_Instructions for the task_. From the first line of the data below through the line holding "pub enum TextureError", write out each line exactly as it stands.

────────────────

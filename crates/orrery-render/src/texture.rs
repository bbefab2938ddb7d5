//! Texture staging and GPU upload.
//!
//! Decoded images arrive on the main thread through asset completions and are
//! staged in a [`TextureStore`]. [`GpuTextures`] drains the store before each
//! frame, uploads with mipmaps and hands out views by texture source. Sources
//! that have not arrived yet resolve to a white texel so meshes render
//! untextured until their image is ready.

use std::collections::{HashMap, HashSet};

use orrery_assets::{CubeTextureData, TextureData};
use orrery_materials::TextureRef;

/// Errors that can occur during texture creation.
#[derive(Debug, thiserror::Error)]
pub enum TextureError {
    #[error("texture data size ({actual}) does not match expected ({expected}) for {width}x{height}")]
    DataSizeMismatch {
        actual: usize,
        expected: usize,
        width: u32,
        height: u32,
    },

    #[error("texture dimensions must be non-zero, got {width}x{height}")]
    ZeroDimensions { width: u32, height: u32 },

    #[error("cube texture needs 6 faces, got {0}")]
    CubeFaceCount(usize),
}

/// Calculates the number of mip levels for the given dimensions.
pub fn mip_level_count(width: u32, height: u32) -> u32 {
    (width.max(height).max(1) as f32).log2().floor() as u32 + 1
}

/// Decoded textures waiting for upload, keyed by their source reference.
#[derive(Debug, Default)]
pub struct TextureStore {
    staged: Vec<(String, TextureData)>,
    staged_cube: Option<CubeTextureData>,
    loaded: HashSet<String>,
}

impl TextureStore {
    pub fn new() -> Self {
        Self::default()
    }

    /// Stages `texture` under `source`. A later insert for the same source
    /// replaces the earlier one on upload.
    pub fn insert(&mut self, source: impl Into<String>, texture: TextureData) {
        let source = source.into();
        self.loaded.insert(source.clone());
        self.staged.push((source, texture));
    }

    /// Stages the background cube texture.
    pub fn insert_cube(&mut self, cube: CubeTextureData) {
        self.staged_cube = Some(cube);
    }

    /// Whether `source` has ever been staged.
    pub fn is_loaded(&self, source: &str) -> bool {
        self.loaded.contains(source)
    }

    pub fn loaded_count(&self) -> usize {
        self.loaded.len()
    }

    pub fn has_staged(&self) -> bool {
        !self.staged.is_empty() || self.staged_cube.is_some()
    }

    pub fn take_staged(&mut self) -> Vec<(String, TextureData)> {
        std::mem::take(&mut self.staged)
    }

    pub fn take_cube(&mut self) -> Option<CubeTextureData> {
        self.staged_cube.take()
    }
}

/// An uploaded 2D texture.
pub struct GpuTexture {
    pub texture: wgpu::Texture,
    pub view: wgpu::TextureView,
    pub dimensions: (u32, u32),
    pub mip_level_count: u32,
}

/// WGSL shader for mipmap generation via fullscreen blit.
const BLIT_SHADER_SOURCE: &str = r#"
@group(0) @binding(0) var src_texture: texture_2d<f32>;
@group(0) @binding(1) var src_sampler: sampler;

struct VertexOutput {
    @builtin(position) position: vec4<f32>,
    @location(0) uv: vec2<f32>,
};

@vertex
fn vs_main(@builtin(vertex_index) idx: u32) -> VertexOutput {
    // Full-screen triangle
    let uv = vec2<f32>(f32((idx << 1u) & 2u), f32(idx & 2u));
    var out: VertexOutput;
    out.position = vec4<f32>(uv * 2.0 - 1.0, 0.0, 1.0);
    out.uv = vec2<f32>(uv.x, 1.0 - uv.y);
    return out;
}

@fragment
fn fs_main(in: VertexOutput) -> @location(0) vec4<f32> {
    return textureSample(src_texture, src_sampler, in.uv);
}
"#;

/// Uploaded scene textures plus the shared repeat sampler.
pub struct GpuTextures {
    textures: HashMap<String, GpuTexture>,
    white: GpuTexture,
    sampler: wgpu::Sampler,
    blit_pipeline: wgpu::RenderPipeline,
    blit_bind_group_layout: wgpu::BindGroupLayout,
    blit_sampler: wgpu::Sampler,
    generation: u64,
}

impl GpuTextures {
    /// Scene textures are sRGB color data.
    pub const FORMAT: wgpu::TextureFormat = wgpu::TextureFormat::Rgba8UnormSrgb;

    pub fn new(device: &wgpu::Device, queue: &wgpu::Queue) -> Self {
        let sampler = device.create_sampler(&wgpu::SamplerDescriptor {
            label: Some("scene-texture-sampler"),
            address_mode_u: wgpu::AddressMode::Repeat,
            address_mode_v: wgpu::AddressMode::Repeat,
            address_mode_w: wgpu::AddressMode::Repeat,
            mag_filter: wgpu::FilterMode::Linear,
            min_filter: wgpu::FilterMode::Linear,
            mipmap_filter: wgpu::MipmapFilterMode::Linear,
            ..Default::default()
        });

        let blit_bind_group_layout =
            device.create_bind_group_layout(&wgpu::BindGroupLayoutDescriptor {
                label: Some("blit-bind-group-layout"),
                entries: &[
                    wgpu::BindGroupLayoutEntry {
                        binding: 0,
                        visibility: wgpu::ShaderStages::FRAGMENT,
                        ty: wgpu::BindingType::Texture {
                            sample_type: wgpu::TextureSampleType::Float { filterable: true },
                            view_dimension: wgpu::TextureViewDimension::D2,
                            multisampled: false,
                        },
                        count: None,
                    },
                    wgpu::BindGroupLayoutEntry {
                        binding: 1,
                        visibility: wgpu::ShaderStages::FRAGMENT,
                        ty: wgpu::BindingType::Sampler(wgpu::SamplerBindingType::Filtering),
                        count: None,
                    },
                ],
            });

        let blit_shader = device.create_shader_module(wgpu::ShaderModuleDescriptor {
            label: Some("blit-shader"),
            source: wgpu::ShaderSource::Wgsl(BLIT_SHADER_SOURCE.into()),
        });

        let blit_pipeline_layout = device.create_pipeline_layout(&wgpu::PipelineLayoutDescriptor {
            label: Some("blit-pipeline-layout"),
            bind_group_layouts: &[&blit_bind_group_layout],
            immediate_size: 0,
        });

        let blit_pipeline = device.create_render_pipeline(&wgpu::RenderPipelineDescriptor {
            label: Some("mipmap-pipeline"),
            layout: Some(&blit_pipeline_layout),
            vertex: wgpu::VertexState {
                module: &blit_shader,
                entry_point: Some("vs_main"),
                buffers: &[],
                compilation_options: wgpu::PipelineCompilationOptions::default(),
            },
            primitive: wgpu::PrimitiveState {
                topology: wgpu::PrimitiveTopology::TriangleList,
                ..Default::default()
            },
            depth_stencil: None,
            multisample: wgpu::MultisampleState::default(),
            fragment: Some(wgpu::FragmentState {
                module: &blit_shader,
                entry_point: Some("fs_main"),
                targets: &[Some(wgpu::ColorTargetState {
                    format: Self::FORMAT,
                    blend: None,
                    write_mask: wgpu::ColorWrites::ALL,
                })],
                compilation_options: wgpu::PipelineCompilationOptions::default(),
            }),
            multiview_mask: None,
            cache: None,
        });

        let blit_sampler = device.create_sampler(&wgpu::SamplerDescriptor {
            label: Some("blit-sampler"),
            mag_filter: wgpu::FilterMode::Linear,
            min_filter: wgpu::FilterMode::Linear,
            ..Default::default()
        });

        let white = create_texture(device, queue, "white-texel", &TextureData::white(), 1);

        Self {
            textures: HashMap::new(),
            white,
            sampler,
            blit_pipeline,
            blit_bind_group_layout,
            blit_sampler,
            generation: 0,
        }
    }

    /// Uploads `data` under `name`, replacing any earlier texture of that name.
    pub fn upload(
        &mut self,
        device: &wgpu::Device,
        queue: &wgpu::Queue,
        name: &str,
        data: &TextureData,
    ) -> Result<(), TextureError> {
        validate(data)?;

        let mip_levels = mip_level_count(data.width, data.height);
        let texture = create_texture(device, queue, name, data, mip_levels);
        if mip_levels > 1 {
            self.generate_mipmaps(device, queue, &texture.texture, mip_levels);
        }

        log::info!(
            "Uploaded texture '{name}' ({}x{}, {mip_levels} mips)",
            data.width,
            data.height
        );
        self.textures.insert(name.to_string(), texture);
        self.generation += 1;
        Ok(())
    }

    /// Uploads everything staged in `store`. Returns the number uploaded.
    pub fn sync(
        &mut self,
        device: &wgpu::Device,
        queue: &wgpu::Queue,
        store: &mut TextureStore,
    ) -> usize {
        let mut uploaded = 0;
        for (name, data) in store.take_staged() {
            match self.upload(device, queue, &name, &data) {
                Ok(()) => uploaded += 1,
                Err(err) => log::warn!("Skipping texture '{name}': {err}"),
            }
        }
        uploaded
    }

    /// View for `reference`, or the white texel when it is absent or not
    /// uploaded yet.
    pub fn view(&self, reference: Option<&TextureRef>) -> &wgpu::TextureView {
        reference
            .and_then(|r| self.textures.get(&r.source))
            .map_or(&self.white.view, |t| &t.view)
    }

    pub fn contains(&self, name: &str) -> bool {
        self.textures.contains_key(name)
    }

    pub fn get(&self, name: &str) -> Option<&GpuTexture> {
        self.textures.get(name)
    }

    pub fn len(&self) -> usize {
        self.textures.len()
    }

    pub fn is_empty(&self) -> bool {
        self.textures.is_empty()
    }

    /// Repeat-wrapping linear sampler shared by all scene textures.
    pub fn sampler(&self) -> &wgpu::Sampler {
        &self.sampler
    }

    /// Bumped on every upload; bind groups built against an older generation
    /// may still point at the white fallback.
    pub fn generation(&self) -> u64 {
        self.generation
    }

    /// Fill mip levels 1.. by repeatedly blitting the previous level.
    fn generate_mipmaps(
        &self,
        device: &wgpu::Device,
        queue: &wgpu::Queue,
        texture: &wgpu::Texture,
        mip_count: u32,
    ) {
        let mut encoder = device.create_command_encoder(&wgpu::CommandEncoderDescriptor {
            label: Some("mipmap-encoder"),
        });

        for level in 1..mip_count {
            let src_view = texture.create_view(&wgpu::TextureViewDescriptor {
                base_mip_level: level - 1,
                mip_level_count: Some(1),
                ..Default::default()
            });

            let dst_view = texture.create_view(&wgpu::TextureViewDescriptor {
                base_mip_level: level,
                mip_level_count: Some(1),
                ..Default::default()
            });

            let bind_group = device.create_bind_group(&wgpu::BindGroupDescriptor {
                label: Some("mipmap-bind-group"),
                layout: &self.blit_bind_group_layout,
                entries: &[
                    wgpu::BindGroupEntry {
                        binding: 0,
                        resource: wgpu::BindingResource::TextureView(&src_view),
                    },
                    wgpu::BindGroupEntry {
                        binding: 1,
                        resource: wgpu::BindingResource::Sampler(&self.blit_sampler),
                    },
                ],
            });

            let mut pass = encoder.begin_render_pass(&wgpu::RenderPassDescriptor {
                label: Some("mipmap-pass"),
                color_attachments: &[Some(wgpu::RenderPassColorAttachment {
                    view: &dst_view,
                    resolve_target: None,
                    ops: wgpu::Operations {
                        load: wgpu::LoadOp::Clear(wgpu::Color::BLACK),
                        store: wgpu::StoreOp::Store,
                    },
                    depth_slice: None,
                })],
                depth_stencil_attachment: None,
                ..Default::default()
            });

            pass.set_pipeline(&self.blit_pipeline);
            pass.set_bind_group(0, &bind_group, &[]);
            pass.draw(0..3, 0..1);
        }

        queue.submit(std::iter::once(encoder.finish()));
    }
}

fn validate(data: &TextureData) -> Result<(), TextureError> {
    if data.width == 0 || data.height == 0 {
        return Err(TextureError::ZeroDimensions {
            width: data.width,
            height: data.height,
        });
    }
    let expected = data.width as usize * data.height as usize * 4;
    if data.rgba.len() != expected {
        return Err(TextureError::DataSizeMismatch {
            actual: data.rgba.len(),
            expected,
            width: data.width,
            height: data.height,
        });
    }
    Ok(())
}

fn create_texture(
    device: &wgpu::Device,
    queue: &wgpu::Queue,
    name: &str,
    data: &TextureData,
    mip_levels: u32,
) -> GpuTexture {
    let size = wgpu::Extent3d {
        width: data.width,
        height: data.height,
        depth_or_array_layers: 1,
    };
    let texture = device.create_texture(&wgpu::TextureDescriptor {
        label: Some(name),
        size,
        mip_level_count: mip_levels,
        sample_count: 1,
        dimension: wgpu::TextureDimension::D2,
        format: GpuTextures::FORMAT,
        usage: wgpu::TextureUsages::TEXTURE_BINDING
            | wgpu::TextureUsages::COPY_DST
            | wgpu::TextureUsages::RENDER_ATTACHMENT,
        view_formats: &[],
    });

    queue.write_texture(
        wgpu::TexelCopyTextureInfo {
            texture: &texture,
            mip_level: 0,
            origin: wgpu::Origin3d::ZERO,
            aspect: wgpu::TextureAspect::All,
        },
        &data.rgba,
        wgpu::TexelCopyBufferLayout {
            offset: 0,
            bytes_per_row: Some(data.width * 4),
            rows_per_image: None,
        },
        size,
    );

    let view = texture.create_view(&wgpu::TextureViewDescriptor::default());
    GpuTexture {
        texture,
        view,
        dimensions: (data.width, data.height),
        mip_level_count: mip_levels,
    }
}

/// Create a test GPU device and queue. Returns `None` if no GPU is available.
#[cfg(test)]
pub(crate) fn create_test_device_queue() -> Option<(wgpu::Device, wgpu::Queue)> {
    pollster::block_on(async {
        let instance = wgpu::Instance::new(&wgpu::InstanceDescriptor {
            backends: wgpu::Backends::all(),
            ..Default::default()
        });

        let adapter = instance
            .request_adapter(&wgpu::RequestAdapterOptions {
                power_preference: wgpu::PowerPreference::default(),
                compatible_surface: None,
                force_fallback_adapter: false,
            })
            .await
            .ok()?;

        adapter
            .request_device(&wgpu::DeviceDescriptor::default())
            .await
            .ok()
    })
}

────────────────

_Response_.
filename crates/orrery-render/src/texture.rs
repository bbefab2938ddb7d5
//! Texture staging and GPU upload.
//!
//! Decoded images arrive on the main thread through asset completions and are
//! staged in a [`TextureStore`]. [`GpuTextures`] drains the store before each
//! frame, uploads with mipmaps and hands out views by texture source. Sources
//! that have not arrived yet resolve to a white texel so meshes render
//! untextured until their image is ready.

use std::collections::{HashMap, HashSet};

use orrery_assets::{CubeTextureData, TextureData};
use orrery_materials::TextureRef;

/// Errors that can occur during texture creation.
#[derive(Debug, thiserror::Error)]
pub enum TextureError {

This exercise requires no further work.